**Work instructions**. Write out every entry word for word.

**Supplied material**.
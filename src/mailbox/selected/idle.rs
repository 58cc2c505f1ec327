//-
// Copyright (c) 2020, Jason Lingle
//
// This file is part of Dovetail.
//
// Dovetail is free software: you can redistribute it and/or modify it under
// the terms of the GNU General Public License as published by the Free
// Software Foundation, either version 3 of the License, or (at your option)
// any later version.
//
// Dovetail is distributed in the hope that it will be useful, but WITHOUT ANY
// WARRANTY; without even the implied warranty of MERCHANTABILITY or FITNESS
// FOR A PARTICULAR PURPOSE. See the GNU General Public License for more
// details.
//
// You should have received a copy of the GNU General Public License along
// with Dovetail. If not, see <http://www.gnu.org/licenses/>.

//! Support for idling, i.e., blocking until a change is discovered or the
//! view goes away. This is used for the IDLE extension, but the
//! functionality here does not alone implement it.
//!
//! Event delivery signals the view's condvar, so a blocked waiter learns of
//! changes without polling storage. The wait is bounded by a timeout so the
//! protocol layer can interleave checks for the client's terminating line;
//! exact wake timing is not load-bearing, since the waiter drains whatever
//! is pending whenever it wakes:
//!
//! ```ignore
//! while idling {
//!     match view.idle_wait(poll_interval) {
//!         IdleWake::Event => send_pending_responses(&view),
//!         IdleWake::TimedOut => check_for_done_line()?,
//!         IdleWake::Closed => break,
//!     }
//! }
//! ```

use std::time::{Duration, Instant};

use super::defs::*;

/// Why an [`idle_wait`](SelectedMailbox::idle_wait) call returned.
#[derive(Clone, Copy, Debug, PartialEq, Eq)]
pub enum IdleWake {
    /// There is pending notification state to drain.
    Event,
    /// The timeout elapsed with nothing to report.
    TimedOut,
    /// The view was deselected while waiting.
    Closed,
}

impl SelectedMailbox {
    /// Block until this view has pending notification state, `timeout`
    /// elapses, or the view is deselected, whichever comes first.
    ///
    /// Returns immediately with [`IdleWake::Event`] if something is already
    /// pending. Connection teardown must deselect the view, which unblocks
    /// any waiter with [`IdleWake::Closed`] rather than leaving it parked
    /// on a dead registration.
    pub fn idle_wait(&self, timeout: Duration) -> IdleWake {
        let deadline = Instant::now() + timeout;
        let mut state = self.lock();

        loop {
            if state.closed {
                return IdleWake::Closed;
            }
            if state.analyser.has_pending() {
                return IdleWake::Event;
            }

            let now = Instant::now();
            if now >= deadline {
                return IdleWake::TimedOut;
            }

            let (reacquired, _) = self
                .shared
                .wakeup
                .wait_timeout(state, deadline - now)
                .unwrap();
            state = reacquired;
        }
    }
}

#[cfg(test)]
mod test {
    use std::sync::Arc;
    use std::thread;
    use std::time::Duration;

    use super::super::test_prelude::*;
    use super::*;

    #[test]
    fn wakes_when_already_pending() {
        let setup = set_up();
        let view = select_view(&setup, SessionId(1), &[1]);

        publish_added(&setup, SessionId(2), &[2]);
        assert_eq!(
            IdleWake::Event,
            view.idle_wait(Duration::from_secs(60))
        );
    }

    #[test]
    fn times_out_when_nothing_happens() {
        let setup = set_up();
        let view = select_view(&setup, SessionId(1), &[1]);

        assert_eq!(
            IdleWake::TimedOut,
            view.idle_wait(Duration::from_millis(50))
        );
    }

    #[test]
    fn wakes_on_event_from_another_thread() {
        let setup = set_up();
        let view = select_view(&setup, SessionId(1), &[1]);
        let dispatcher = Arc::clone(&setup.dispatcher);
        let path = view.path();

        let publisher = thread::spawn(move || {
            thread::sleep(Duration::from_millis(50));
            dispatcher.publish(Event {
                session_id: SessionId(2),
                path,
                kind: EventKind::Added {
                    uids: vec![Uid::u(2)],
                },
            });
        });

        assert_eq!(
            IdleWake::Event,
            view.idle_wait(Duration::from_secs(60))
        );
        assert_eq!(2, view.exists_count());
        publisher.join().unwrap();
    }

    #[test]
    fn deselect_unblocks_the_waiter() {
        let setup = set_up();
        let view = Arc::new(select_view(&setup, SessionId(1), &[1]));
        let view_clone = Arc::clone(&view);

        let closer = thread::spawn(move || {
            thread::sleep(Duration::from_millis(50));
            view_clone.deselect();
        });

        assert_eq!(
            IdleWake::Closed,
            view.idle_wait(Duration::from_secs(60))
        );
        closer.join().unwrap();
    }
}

**Written response**.
filename src/mailbox/selected/idle.rs
repository 58cc2c505f1ec327
//-
// Copyright (c) 2020, Jason Lingle
//
// This file is part of Dovetail.
//
// Dovetail is free software: you can redistribute it and/or modify it under
// the terms of the GNU General Public License as published by the Free
// Software Foundation, either version 3 of the License, or (at your option)
// any later version.
//
// Dovetail is distributed in the hope that it will be useful, but WITHOUT ANY
// WARRANTY; without even the implied warranty of MERCHANTABILITY or FITNESS
// FOR A PARTICULAR PURPOSE. See the GNU General Public License for more
// details.
//
// You should have received a copy of the GNU General Public License along
// with Dovetail. If not, see <http://www.gnu.org/licenses/>.

//! Support for idling, i.e., blocking until a change is discovered or the
//! view goes away. This is used for the IDLE extension, but the
//! functionality here does not alone implement it.
//!
//! Event delivery signals the view's condvar, so a blocked waiter learns of
//! changes without polling storage. The wait is bounded by a timeout so the
//! protocol layer can interleave checks for the client's terminating line;
//! exact wake timing is not load-bearing, since the waiter drains whatever
//! is pending whenever it wakes:
//!
//! ```ignore
//! while idling {
//!     match view.idle_wait(poll_interval) {
//!         IdleWake::Event => send_pending_responses(&view),
//!         IdleWake::TimedOut => check_for_done_line()?,
//!         IdleWake::Closed => break,
//!     }
//! }
//! ```

use std::time::{Duration, Instant};

use super::defs::*;

/// Why an [`idle_wait`](SelectedMailbox::idle_wait) call returned.
#[derive(Clone, Copy, Debug, PartialEq, Eq)]
pub enum IdleWake {
    /// There is pending notification state to drain.
    Event,
    /// The timeout elapsed with nothing to report.
    TimedOut,
    /// The view was deselected while waiting.
    Closed,
}

impl SelectedMailbox {
    /// Block until this view has pending notification state, `timeout`
    /// elapses, or the view is deselected, whichever comes first.
    ///
    /// Returns immediately with [`IdleWake::Event`] if something is already
    /// pending. Connection teardown must deselect the view, which unblocks
    /// any waiter with [`IdleWake::Closed`] rather than leaving it parked
    /// on a dead registration.
    pub fn idle_wait(&self, timeout: Duration) -> IdleWake {
        let deadline = Instant::now() + timeout;
        let mut state = self.lock();

        loop {
            if state.closed {
                return IdleWake::Closed;
            }
            if state.analyser.has_pending() {
                return IdleWake::Event;
            }

            let now = Instant::now();
            if now >= deadline {
                return IdleWake::TimedOut;
            }

            let (reacquired, _) = self
                .shared
                .wakeup
                .wait_timeout(state, deadline - now)
                .unwrap();
            state = reacquired;
        }
    }
}

#[cfg(test)]
mod test {
    use std::sync::Arc;
    use std::thread;
    use std::time::Duration;

    use super::super::test_prelude::*;
    use super::*;

    #[test]
    fn wakes_when_already_pending() {
        let setup = set_up();
        let view = select_view(&setup, SessionId(1), &[1]);

        publish_added(&setup, SessionId(2), &[2]);
        assert_eq!(
            IdleWake::Event,
            view.idle_wait(Duration::from_secs(60))
        );
    }

    #[test]
    fn times_out_when_nothing_happens() {
        let setup = set_up();
        let view = select_view(&setup, SessionId(1), &[1]);

        assert_eq!(
            IdleWake::TimedOut,
            view.idle_wait(Duration::from_millis(50))
        );
    }

    #[test]
    fn wakes_on_event_from_another_thread() {
        let setup = set_up();
        let view = select_view(&setup, SessionId(1), &[1]);
        let dispatcher = Arc::clone(&setup.dispatcher);
        let path = view.path();

        let publisher = thread::spawn(move || {
            thread::sleep(Duration::from_millis(50));
            dispatcher.publish(Event {
                session_id: SessionId(2),
                path,
                kind: EventKind::Added {
                    uids: vec![Uid::u(2)],
                },
            });
        });

        assert_eq!(
            IdleWake::Event,
            view.idle_wait(Duration::from_secs(60))
        );
        assert_eq!(2, view.exists_count());
        publisher.join().unwrap();
    }

    #[test]
    fn deselect_unblocks_the_waiter() {
        let setup = set_up();
        let view = Arc::new(select_view(&setup, SessionId(1), &[1]));
        let view_clone = Arc::clone(&view);

        let closer = thread::spawn(move || {
            thread::sleep(Duration::from_millis(50));
            view_clone.deselect();
        });

        assert_eq!(
            IdleWake::Closed,
            view.idle_wait(Duration::from_secs(60))
        );
        closer.join().unwrap();
    }
}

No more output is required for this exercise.